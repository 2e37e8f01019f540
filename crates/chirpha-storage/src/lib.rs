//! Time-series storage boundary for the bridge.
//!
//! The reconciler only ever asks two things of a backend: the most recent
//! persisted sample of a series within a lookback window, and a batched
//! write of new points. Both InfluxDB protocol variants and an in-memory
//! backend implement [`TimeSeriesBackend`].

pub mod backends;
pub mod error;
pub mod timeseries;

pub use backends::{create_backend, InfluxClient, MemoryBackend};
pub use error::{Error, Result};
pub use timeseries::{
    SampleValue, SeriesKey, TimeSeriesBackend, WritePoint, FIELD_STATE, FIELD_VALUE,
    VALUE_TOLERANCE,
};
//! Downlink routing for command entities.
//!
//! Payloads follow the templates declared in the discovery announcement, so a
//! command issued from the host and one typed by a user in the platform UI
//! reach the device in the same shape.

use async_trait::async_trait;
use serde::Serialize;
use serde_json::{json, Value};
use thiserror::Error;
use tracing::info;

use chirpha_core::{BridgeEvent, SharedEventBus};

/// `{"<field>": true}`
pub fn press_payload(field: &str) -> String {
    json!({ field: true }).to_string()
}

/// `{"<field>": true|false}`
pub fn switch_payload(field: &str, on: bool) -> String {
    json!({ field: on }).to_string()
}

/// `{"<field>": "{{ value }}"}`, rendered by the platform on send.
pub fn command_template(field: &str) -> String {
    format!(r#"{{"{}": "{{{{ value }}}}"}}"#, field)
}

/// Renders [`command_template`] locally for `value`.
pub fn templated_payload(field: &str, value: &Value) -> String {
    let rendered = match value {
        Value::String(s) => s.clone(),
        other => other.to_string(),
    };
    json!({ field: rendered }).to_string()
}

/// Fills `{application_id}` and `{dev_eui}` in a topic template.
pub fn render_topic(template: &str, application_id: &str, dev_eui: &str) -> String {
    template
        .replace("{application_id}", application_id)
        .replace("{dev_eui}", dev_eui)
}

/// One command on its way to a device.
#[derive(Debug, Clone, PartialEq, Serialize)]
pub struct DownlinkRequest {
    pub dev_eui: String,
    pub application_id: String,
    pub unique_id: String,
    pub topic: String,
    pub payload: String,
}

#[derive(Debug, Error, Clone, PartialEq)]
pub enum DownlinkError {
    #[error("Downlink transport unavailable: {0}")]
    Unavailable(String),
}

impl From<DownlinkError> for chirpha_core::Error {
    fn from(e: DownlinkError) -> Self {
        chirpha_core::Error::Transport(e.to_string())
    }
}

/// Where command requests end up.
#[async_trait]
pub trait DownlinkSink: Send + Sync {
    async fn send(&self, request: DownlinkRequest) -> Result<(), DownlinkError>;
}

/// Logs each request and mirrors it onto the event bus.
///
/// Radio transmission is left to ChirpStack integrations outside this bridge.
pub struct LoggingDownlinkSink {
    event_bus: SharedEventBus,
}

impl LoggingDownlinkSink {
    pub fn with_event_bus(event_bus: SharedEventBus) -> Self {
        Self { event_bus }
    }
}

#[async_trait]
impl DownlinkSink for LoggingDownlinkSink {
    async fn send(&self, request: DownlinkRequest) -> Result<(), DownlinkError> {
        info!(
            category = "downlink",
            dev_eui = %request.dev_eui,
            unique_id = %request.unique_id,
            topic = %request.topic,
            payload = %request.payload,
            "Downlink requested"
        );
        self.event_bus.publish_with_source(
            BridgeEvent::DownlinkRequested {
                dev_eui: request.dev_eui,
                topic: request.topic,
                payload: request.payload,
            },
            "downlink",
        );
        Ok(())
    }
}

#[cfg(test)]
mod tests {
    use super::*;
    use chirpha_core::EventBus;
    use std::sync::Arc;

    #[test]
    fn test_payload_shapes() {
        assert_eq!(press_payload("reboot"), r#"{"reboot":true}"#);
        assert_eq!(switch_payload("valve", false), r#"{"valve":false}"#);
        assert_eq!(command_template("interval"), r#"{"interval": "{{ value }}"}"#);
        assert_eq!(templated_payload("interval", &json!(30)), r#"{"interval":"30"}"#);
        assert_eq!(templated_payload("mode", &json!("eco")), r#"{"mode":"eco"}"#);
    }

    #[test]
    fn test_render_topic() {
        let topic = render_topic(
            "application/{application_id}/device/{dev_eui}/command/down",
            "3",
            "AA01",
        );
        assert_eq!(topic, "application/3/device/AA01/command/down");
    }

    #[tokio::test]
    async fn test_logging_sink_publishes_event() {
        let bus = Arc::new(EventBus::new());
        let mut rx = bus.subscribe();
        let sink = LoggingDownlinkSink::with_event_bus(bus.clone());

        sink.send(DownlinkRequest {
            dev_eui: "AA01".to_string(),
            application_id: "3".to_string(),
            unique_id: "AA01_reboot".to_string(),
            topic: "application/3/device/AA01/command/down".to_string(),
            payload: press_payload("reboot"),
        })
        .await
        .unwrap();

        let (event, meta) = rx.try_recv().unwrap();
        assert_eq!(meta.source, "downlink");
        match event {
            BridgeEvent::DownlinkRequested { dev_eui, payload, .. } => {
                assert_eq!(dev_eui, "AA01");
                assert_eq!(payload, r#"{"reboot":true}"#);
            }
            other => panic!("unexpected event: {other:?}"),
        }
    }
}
= = =
● **EXERCISE AIM**: Output all of the data above without any alteration.

● **EXERCISE RESULT**:
repository 2e37e8f01019f540
filename crates/chirpha-storage/src/lib.rs
//! Time-series storage boundary for the bridge.
//!
//! The reconciler only ever asks two things of a backend: the most recent
//! persisted sample of a series within a lookback window, and a batched
//! write of new points. Both InfluxDB protocol variants and an in-memory
//! backend implement [`TimeSeriesBackend`].

pub mod backends;
pub mod error;
pub mod timeseries;

pub use backends::{create_backend, InfluxClient, MemoryBackend};
pub use error::{Error, Result};
pub use timeseries::{
    SampleValue, SeriesKey, TimeSeriesBackend, WritePoint, FIELD_STATE, FIELD_VALUE,
    VALUE_TOLERANCE,
};
//! Downlink routing for command entities.
//!
//! Payloads follow the templates declared in the discovery announcement, so a
//! command issued from the host and one typed by a user in the platform UI
//! reach the device in the same shape.

use async_trait::async_trait;
use serde::Serialize;
use serde_json::{json, Value};
use thiserror::Error;
use tracing::info;

use chirpha_core::{BridgeEvent, SharedEventBus};

/// `{"<field>": true}`
pub fn press_payload(field: &str) -> String {
    json!({ field: true }).to_string()
}

/// `{"<field>": true|false}`
pub fn switch_payload(field: &str, on: bool) -> String {
    json!({ field: on }).to_string()
}

/// `{"<field>": "{{ value }}"}`, rendered by the platform on send.
pub fn command_template(field: &str) -> String {
    format!(r#"{{"{}": "{{{{ value }}}}"}}"#, field)
}

/// Renders [`command_template`] locally for `value`.
pub fn templated_payload(field: &str, value: &Value) -> String {
    let rendered = match value {
        Value::String(s) => s.clone(),
        other => other.to_string(),
    };
    json!({ field: rendered }).to_string()
}

/// Fills `{application_id}` and `{dev_eui}` in a topic template.
pub fn render_topic(template: &str, application_id: &str, dev_eui: &str) -> String {
    template
        .replace("{application_id}", application_id)
        .replace("{dev_eui}", dev_eui)
}

/// One command on its way to a device.
#[derive(Debug, Clone, PartialEq, Serialize)]
pub struct DownlinkRequest {
    pub dev_eui: String,
    pub application_id: String,
    pub unique_id: String,
    pub topic: String,
    pub payload: String,
}

#[derive(Debug, Error, Clone, PartialEq)]
pub enum DownlinkError {
    #[error("Downlink transport unavailable: {0}")]
    Unavailable(String),
}

impl From<DownlinkError> for chirpha_core::Error {
    fn from(e: DownlinkError) -> Self {
        chirpha_core::Error::Transport(e.to_string())
    }
}

/// Where command requests end up.
#[async_trait]
pub trait DownlinkSink: Send + Sync {
    async fn send(&self, request: DownlinkRequest) -> Result<(), DownlinkError>;
}

/// Logs each request and mirrors it onto the event bus.
///
/// Radio transmission is left to ChirpStack integrations outside this bridge.
pub struct LoggingDownlinkSink {
    event_bus: SharedEventBus,
}

impl LoggingDownlinkSink {
    pub fn with_event_bus(event_bus: SharedEventBus) -> Self {
        Self { event_bus }
    }
}

#[async_trait]
impl DownlinkSink for LoggingDownlinkSink {
    async fn send(&self, request: DownlinkRequest) -> Result<(), DownlinkError> {
        info!(
            category = "downlink",
            dev_eui = %request.dev_eui,
            unique_id = %request.unique_id,
            topic = %request.topic,
            payload = %request.payload,
            "Downlink requested"
        );
        self.event_bus.publish_with_source(
            BridgeEvent::DownlinkRequested {
                dev_eui: request.dev_eui,
                topic: request.topic,
                payload: request.payload,
            },
            "downlink",
        );
        Ok(())
    }
}

#[cfg(test)]
mod tests {
    use super::*;
    use chirpha_core::EventBus;
    use std::sync::Arc;

    #[test]
    fn test_payload_shapes() {
        assert_eq!(press_payload("reboot"), r#"{"reboot":true}"#);
        assert_eq!(switch_payload("valve", false), r#"{"valve":false}"#);
        assert_eq!(command_template("interval"), r#"{"interval": "{{ value }}"}"#);
        assert_eq!(templated_payload("interval", &json!(30)), r#"{"interval":"30"}"#);
        assert_eq!(templated_payload("mode", &json!("eco")), r#"{"mode":"eco"}"#);
    }

    #[test]
    fn test_render_topic() {
        let topic = render_topic(
            "application/{application_id}/device/{dev_eui}/command/down",
            "3",
            "AA01",
        );
        assert_eq!(topic, "application/3/device/AA01/command/down");
    }

    #[tokio::test]
    async fn test_logging_sink_publishes_event() {
        let bus = Arc::new(EventBus::new());
        let mut rx = bus.subscribe();
        let sink = LoggingDownlinkSink::with_event_bus(bus.clone());

        sink.send(DownlinkRequest {
            dev_eui: "AA01".to_string(),
            application_id: "3".to_string(),
            unique_id: "AA01_reboot".to_string(),
            topic: "application/3/device/AA01/command/down".to_string(),
            payload: press_payload("reboot"),
        })
        .await
        .unwrap();

        let (event, meta) = rx.try_recv().unwrap();
        assert_eq!(meta.source, "downlink");
        match event {
            BridgeEvent::DownlinkRequested { dev_eui, payload, .. } => {
                assert_eq!(dev_eui, "AA01");
                assert_eq!(payload, r#"{"reboot":true}"#);
            }
            other => panic!("unexpected event: {other:?}"),
        }
    }
}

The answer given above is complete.